There were times when it was just a pleasure to be a man, Henry thought in the bathroom. Doris had her charms. Maria, the spindly, dumb one from Florida. Xantha, the one most drug-dependent, a cause for minor concern, and Roberta, and Paula. None were much beyond twenty, two still in their teens. All the same and all different. He patted some after-shave onto his face. He ought to have a real main-lady of his own, someone glamorous for other men to see and envy. But that was dangerous. To do that invited notice. No, this was just fine. He walked out of the room, refreshed and relaxed. Doris was still there, semiconscious now from the experience and the two-pill reward, looking at him with a smile that he decided was respectful enough. She’d made the proper noises at the proper times, done the things that he’d wanted done without being asked. He could mix his own drinks, after all, and the silence of solitude was one thing, while the silence of a dumb bitch in the house was something else, something tedious. Just to be pleasant he bent down, offering a finger to her lips, which she duly kissed, her eyes unfocused.

‘Let her sleep it off,’ Henry told Billy on the way out.

‘Right. I have a pickup tonight anyway,’ Billy reminded him.

‘Oh?’ Tucker had forgotten in the heat of the moment. Even Tucker was human.

‘Little Man was short a thousand last night. I let it slide. It’s the first time, and he said he just goofed on his count. The vig is an extra five yards. His idea.’

Tucker nodded. It was the first time ever that Little Man had made that kind of mistake, and he had always shown proper respect, running a nice trade on his piece of sidewalk. ‘Make sure he knows that one mistake’s the house limit.’

‘Yes, sir.’ Billy bobbed his head, showing proper respect himself.

‘Don’t let that word get out, either.’

That was the problem. Actually several problems, Tucker thought. First, the street dealers were such small-timers, stupidly greedy, unable to see that a regular approach to their business made for stability, and stability was in everyone’s interest. But street pushers were street pushers – criminals, after all – and he’d never change that. Every so often one would die from a rip or a turf fight.

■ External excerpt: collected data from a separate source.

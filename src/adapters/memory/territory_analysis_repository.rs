use async_trait::async_trait;
use std::collections::HashMap;
use tokio::sync::RwLock;

use crate::domain::foundation::{
    DomainError, ErrorCode, Repository, TerritoryAnalysisId, UserId,
};
use crate::domain::territory::TerritoryAnalysis;
use crate::ports::TerritoryAnalysisRepository;

/// In-memory implementation of TerritoryAnalysisRepository.
#[derive(Default)]
pub struct InMemoryTerritoryAnalysisRepository {
    analyses: RwLock<HashMap<TerritoryAnalysisId, TerritoryAnalysis>>,
}

impl InMemoryTerritoryAnalysisRepository {
    pub fn new() -> Self {
        Self::default()
    }
}

#[async_trait]
impl Repository<TerritoryAnalysis, TerritoryAnalysisId> for InMemoryTerritoryAnalysisRepository {
    async fn find_by_id(
        &self,
        id: TerritoryAnalysisId,
    ) -> Result<Option<TerritoryAnalysis>, DomainError> {
        Ok(self.analyses.read().await.get(&id).cloned())
    }

    async fn save(&self, analysis: &TerritoryAnalysis) -> Result<(), DomainError> {
        self.analyses
            .write()
            .await
            .insert(analysis.id(), analysis.clone());
        Ok(())
    }

    async fn update(&self, analysis: &TerritoryAnalysis) -> Result<(), DomainError> {
        match self.analyses.write().await.get_mut(&analysis.id()) {
            Some(existing) => {
                *existing = analysis.clone();
                Ok(())
            }
            None => Err(DomainError::new(
                ErrorCode::TerritoryAnalysisNotFound,
                format!("Territory analysis not found: {}", analysis.id()),
            )),
        }
    }

    async fn delete(&self, id: TerritoryAnalysisId) -> Result<(), DomainError> {
        self.analyses.write().await.remove(&id);
        Ok(())
    }
}

#[async_trait]
impl TerritoryAnalysisRepository for InMemoryTerritoryAnalysisRepository {
    async fn find_by_owner(&self, owner: &UserId) -> Result<Vec<TerritoryAnalysis>, DomainError> {
        let mut found: Vec<TerritoryAnalysis> = self
            .analyses
            .read()
            .await
            .values()
            .filter(|a| a.is_owned_by(owner))
            .cloned()
            .collect();
        found.sort_by(|a, b| b.created_at().cmp(&a.created_at()));
        Ok(found)
    }
}

#[cfg(test)]
mod tests {
    use super::*;
    use crate::domain::territory::RawMarketScore;

    #[tokio::test]
    async fn save_and_find_by_owner() {
        let repo = InMemoryTerritoryAnalysisRepository::new();
        let owner = UserId::new("u1").unwrap();
        let analysis = TerritoryAnalysis::from_provider(
            owner.clone(),
            "Front Range",
            vec![],
            vec![RawMarketScore::new("Fort Collins, CO", 77.0)],
        )
        .unwrap();

        repo.save(&analysis).await.unwrap();

        assert_eq!(repo.find_by_id(analysis.id()).await.unwrap(), Some(analysis.clone()));
        assert_eq!(repo.find_by_owner(&owner).await.unwrap().len(), 1);
        assert!(repo
            .find_by_owner(&UserId::new("u2").unwrap())
            .await
            .unwrap()
            .is_empty());
    }
}
//! Configuration error types

use thiserror::Error;

/// Errors that can occur during configuration loading
#[derive(Debug, Error)]
pub enum ConfigError {
    #[error("Configuration loading failed: {0}")]
    LoadError(#[from] config::ConfigError),

    #[error("Validation failed: {0}")]
    ValidationFailed(#[from] ValidationError),
}

/// Errors that can occur during configuration validation
#[derive(Debug, Error, PartialEq, Eq)]
pub enum ValidationError {
    #[error("Required configuration missing: {0}")]
    MissingRequired(&'static str),

    #[error("Invalid port number")]
    InvalidPort,

    #[error("Invalid bind address: {0}")]
    InvalidBindAddress(String),

    #[error("Invalid request timeout")]
    InvalidTimeout,

    #[error("Invalid database URL format")]
    InvalidDatabaseUrl,

    #[error("Pool min_connections exceeds max_connections")]
    InvalidPoolSize,

    #[error("Pool size exceeds maximum allowed (100)")]
    PoolSizeTooLarge,

    #[error("Invalid territory provider endpoint")]
    InvalidProviderEndpoint,

    #[error("Territory provider endpoint must use HTTPS in production")]
    ProviderEndpointMustBeHttps,

    #[error("Territory provider max_retries exceeds 5")]
    TooManyRetries,

    #[error("Provider retry budget ({provider_secs}s) exceeds request timeout ({request_secs}s)")]
    ProviderTimeoutExceedsRequest { provider_secs: u64, request_secs: u64 },
}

Some were even dumb enough to use their own stuff – Henry was as careful as he could be to avoid them, and had been mainly successful. Occasionally one would try to press the limits, claiming to be cash-short just to chisel a few hundred bucks when he had a street trade many times that. Such cases had a single remedy, and Henry had enforced that rule with sufficient frequency and brutality that it hadn’t been necessary to repeat it for a long time. Little Man had probably spoken the truth. His willingness to pay the large penalty made it likely, also evidence of the fact that he valued his steady supply, which had grown in recent months as his trade increased. Still, for months to come he would have to be watched carefully.

What most annoyed Tucker was that he had to trouble himself with such trivialities as Little Man’s accounting mistake. He knew it was just a case of growing pains, the natural transition process from small-time local supplier to major distributor. He’d have to learn to delegate his authority, letting Billy, for example, handle a higher level of responsibility. Was he ready? Good question. Henry told himself, leaving the building. He handed a ten to the youth who’d watched over his car, still considering the question. Billy had a good instinct for keeping the girls in line. A clever white boy from Kentucky’s coal country, no criminal record. Ambitious. Team player. Maybe he was ready for a step up.